**Task to complete**
The data below must be repeated exactly. Leave nothing out.

Stored entries:
-------------------------
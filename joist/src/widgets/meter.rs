//! Meter: a scalar measurement within a known range.

use std::sync::{Arc, RwLock};

use serde::Serialize;

use crate::error::ConfigError;
use crate::render::{RenderHandle, RenderSender, RenderSource, SourceKind};
use crate::widgets::RangeConfig;

/// Snapshot for the attribute layer.
#[derive(Debug, Clone, Copy, PartialEq, Serialize)]
pub struct MeterSnapshot {
    pub value: f64,
    pub min: f64,
    pub max: f64,
    pub percent: f64,
}

#[derive(Debug, Clone)]
pub struct Meter {
    range: RangeConfig,
    value: Arc<RwLock<f64>>,
    render: RenderHandle,
}

impl Meter {
    /// Create a meter. The value is clamped into `range`.
    pub fn new(range: RangeConfig, value: f64) -> Result<Self, ConfigError> {
        range.validate()?;
        Ok(Self {
            range,
            value: Arc::new(RwLock::new(range.clamp(value))),
            render: RenderHandle::new(SourceKind::Meter),
        })
    }

    pub fn range(&self) -> RangeConfig {
        self.range
    }

    pub fn value(&self) -> f64 {
        *self
            .value
            .read()
            .unwrap_or_else(|poisoned| poisoned.into_inner())
    }

    pub fn percent(&self) -> f64 {
        self.range.percent(self.value())
    }

    /// Update the value, clamped into range. Returns whether it changed.
    pub fn set_value(&self, value: f64) -> bool {
        let next = self.range.clamp(value);
        let Ok(mut guard) = self.value.write() else {
            return false;
        };
        if *guard == next {
            return false;
        }
        *guard = next;
        drop(guard);
        self.render.request();
        true
    }

    pub fn snapshot(&self) -> MeterSnapshot {
        MeterSnapshot {
            value: self.value(),
            min: self.range.min,
            max: self.range.max,
            percent: self.percent(),
        }
    }

    pub fn install_render(&self, sender: RenderSender) {
        self.render.install(sender);
    }

    pub fn render_source(&self) -> RenderSource {
        self.render.source()
    }
}
//! Snapshots are serialized for the attribute layer.

use std::sync::Arc;

use serde_json::json;

use joist::driver::InstantDriver;
use joist::keys::Key;
use joist::panel::{PanelConfig, PanelLifecycle};
use joist::widgets::accordion::{Accordion, AccordionConfig};
use joist::widgets::checkbox::{CheckedState, Checkbox};
use joist::widgets::progress::Progress;
use joist::widgets::slider::{Slider, SliderConfig};

#[test]
fn test_panel_snapshot_json() {
    let panel = PanelLifecycle::new(
        PanelConfig::new().hidden_until_found(true),
        Arc::new(InstantDriver::new()),
    );
    let value = serde_json::to_value(panel.snapshot()).unwrap();
    assert_eq!(
        value,
        json!({
            "phase": "mounted-hidden",
            "presence": "hidden",
            "mounted": true,
            "hidden": "until-found",
            "transition": "idle",
            "open": false,
        })
    );
}

#[test]
fn test_accordion_item_snapshot_json() {
    let root = Accordion::new(
        AccordionConfig::new(),
        None,
        vec!["first"],
        Arc::new(InstantDriver::new()),
    );
    let first = root.item(Some("first"), 0u32).unwrap();
    let value = serde_json::to_value(first.snapshot()).unwrap();

    assert_eq!(value["value"], "first");
    assert_eq!(value["index"], 0);
    assert_eq!(value["open"], true);
    assert_eq!(value["tab_index"], 0);
    assert_eq!(value["panel"]["phase"], "open");

    let context = serde_json::to_value(&*root.snapshot()).unwrap();
    assert_eq!(context["mode"], "single");
    assert_eq!(context["orientation"], "vertical");
    assert_eq!(context["direction"], "ltr");
}

#[test]
fn test_checkbox_state_json() {
    let checkbox = Checkbox::new(None, CheckedState::Indeterminate);
    let value = serde_json::to_value(checkbox.snapshot()).unwrap();
    assert_eq!(value["checked"], "indeterminate");

    let parsed: CheckedState = serde_json::from_str("\"checked\"").unwrap();
    assert_eq!(parsed, CheckedState::Checked);
}

#[test]
fn test_range_snapshots_json() {
    let progress = Progress::indeterminate();
    let value = serde_json::to_value(progress.snapshot()).unwrap();
    assert_eq!(value["status"], "indeterminate");
    assert!(value["value"].is_null());

    let slider = Slider::new(SliderConfig::new(), None, vec![20.0, 80.0]).unwrap();
    let value = serde_json::to_value(slider.snapshot()).unwrap();
    assert_eq!(value["values"], json!([20.0, 80.0]));
    assert_eq!(value["orientation"], "horizontal");
}

#[test]
fn test_key_json() {
    let key: Key = serde_json::from_str("\"arrow-down\"").unwrap();
    assert_eq!(key, Key::ArrowDown);
}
-------------------------
**Reply**
filename joist/src/widgets/meter.rs
//! Meter: a scalar measurement within a known range.

use std::sync::{Arc, RwLock};

use serde::Serialize;

use crate::error::ConfigError;
use crate::render::{RenderHandle, RenderSender, RenderSource, SourceKind};
use crate::widgets::RangeConfig;

/// Snapshot for the attribute layer.
#[derive(Debug, Clone, Copy, PartialEq, Serialize)]
pub struct MeterSnapshot {
    pub value: f64,
    pub min: f64,
    pub max: f64,
    pub percent: f64,
}

#[derive(Debug, Clone)]
pub struct Meter {
    range: RangeConfig,
    value: Arc<RwLock<f64>>,
    render: RenderHandle,
}

impl Meter {
    /// Create a meter. The value is clamped into `range`.
    pub fn new(range: RangeConfig, value: f64) -> Result<Self, ConfigError> {
        range.validate()?;
        Ok(Self {
            range,
            value: Arc::new(RwLock::new(range.clamp(value))),
            render: RenderHandle::new(SourceKind::Meter),
        })
    }

    pub fn range(&self) -> RangeConfig {
        self.range
    }

    pub fn value(&self) -> f64 {
        *self
            .value
            .read()
            .unwrap_or_else(|poisoned| poisoned.into_inner())
    }

    pub fn percent(&self) -> f64 {
        self.range.percent(self.value())
    }

    /// Update the value, clamped into range. Returns whether it changed.
    pub fn set_value(&self, value: f64) -> bool {
        let next = self.range.clamp(value);
        let Ok(mut guard) = self.value.write() else {
            return false;
        };
        if *guard == next {
            return false;
        }
        *guard = next;
        drop(guard);
        self.render.request();
        true
    }

    pub fn snapshot(&self) -> MeterSnapshot {
        MeterSnapshot {
            value: self.value(),
            min: self.range.min,
            max: self.range.max,
            percent: self.percent(),
        }
    }

    pub fn install_render(&self, sender: RenderSender) {
        self.render.install(sender);
    }

    pub fn render_source(&self) -> RenderSource {
        self.render.source()
    }
}
//! Snapshots are serialized for the attribute layer.

use std::sync::Arc;

use serde_json::json;

use joist::driver::InstantDriver;
use joist::keys::Key;
use joist::panel::{PanelConfig, PanelLifecycle};
use joist::widgets::accordion::{Accordion, AccordionConfig};
use joist::widgets::checkbox::{CheckedState, Checkbox};
use joist::widgets::progress::Progress;
use joist::widgets::slider::{Slider, SliderConfig};

#[test]
fn test_panel_snapshot_json() {
    let panel = PanelLifecycle::new(
        PanelConfig::new().hidden_until_found(true),
        Arc::new(InstantDriver::new()),
    );
    let value = serde_json::to_value(panel.snapshot()).unwrap();
    assert_eq!(
        value,
        json!({
            "phase": "mounted-hidden",
            "presence": "hidden",
            "mounted": true,
            "hidden": "until-found",
            "transition": "idle",
            "open": false,
        })
    );
}

#[test]
fn test_accordion_item_snapshot_json() {
    let root = Accordion::new(
        AccordionConfig::new(),
        None,
        vec!["first"],
        Arc::new(InstantDriver::new()),
    );
    let first = root.item(Some("first"), 0u32).unwrap();
    let value = serde_json::to_value(first.snapshot()).unwrap();

    assert_eq!(value["value"], "first");
    assert_eq!(value["index"], 0);
    assert_eq!(value["open"], true);
    assert_eq!(value["tab_index"], 0);
    assert_eq!(value["panel"]["phase"], "open");

    let context = serde_json::to_value(&*root.snapshot()).unwrap();
    assert_eq!(context["mode"], "single");
    assert_eq!(context["orientation"], "vertical");
    assert_eq!(context["direction"], "ltr");
}

#[test]
fn test_checkbox_state_json() {
    let checkbox = Checkbox::new(None, CheckedState::Indeterminate);
    let value = serde_json::to_value(checkbox.snapshot()).unwrap();
    assert_eq!(value["checked"], "indeterminate");

    let parsed: CheckedState = serde_json::from_str("\"checked\"").unwrap();
    assert_eq!(parsed, CheckedState::Checked);
}

#[test]
fn test_range_snapshots_json() {
    let progress = Progress::indeterminate();
    let value = serde_json::to_value(progress.snapshot()).unwrap();
    assert_eq!(value["status"], "indeterminate");
    assert!(value["value"].is_null());

    let slider = Slider::new(SliderConfig::new(), None, vec![20.0, 80.0]).unwrap();
    let value = serde_json::to_value(slider.snapshot()).unwrap();
    assert_eq!(value["values"], json!([20.0, 80.0]));
    assert_eq!(value["orientation"], "horizontal");
}

#[test]
fn test_key_json() {
    let key: Key = serde_json::from_str("\"arrow-down\"").unwrap();
    assert_eq!(key, Key::ArrowDown);
}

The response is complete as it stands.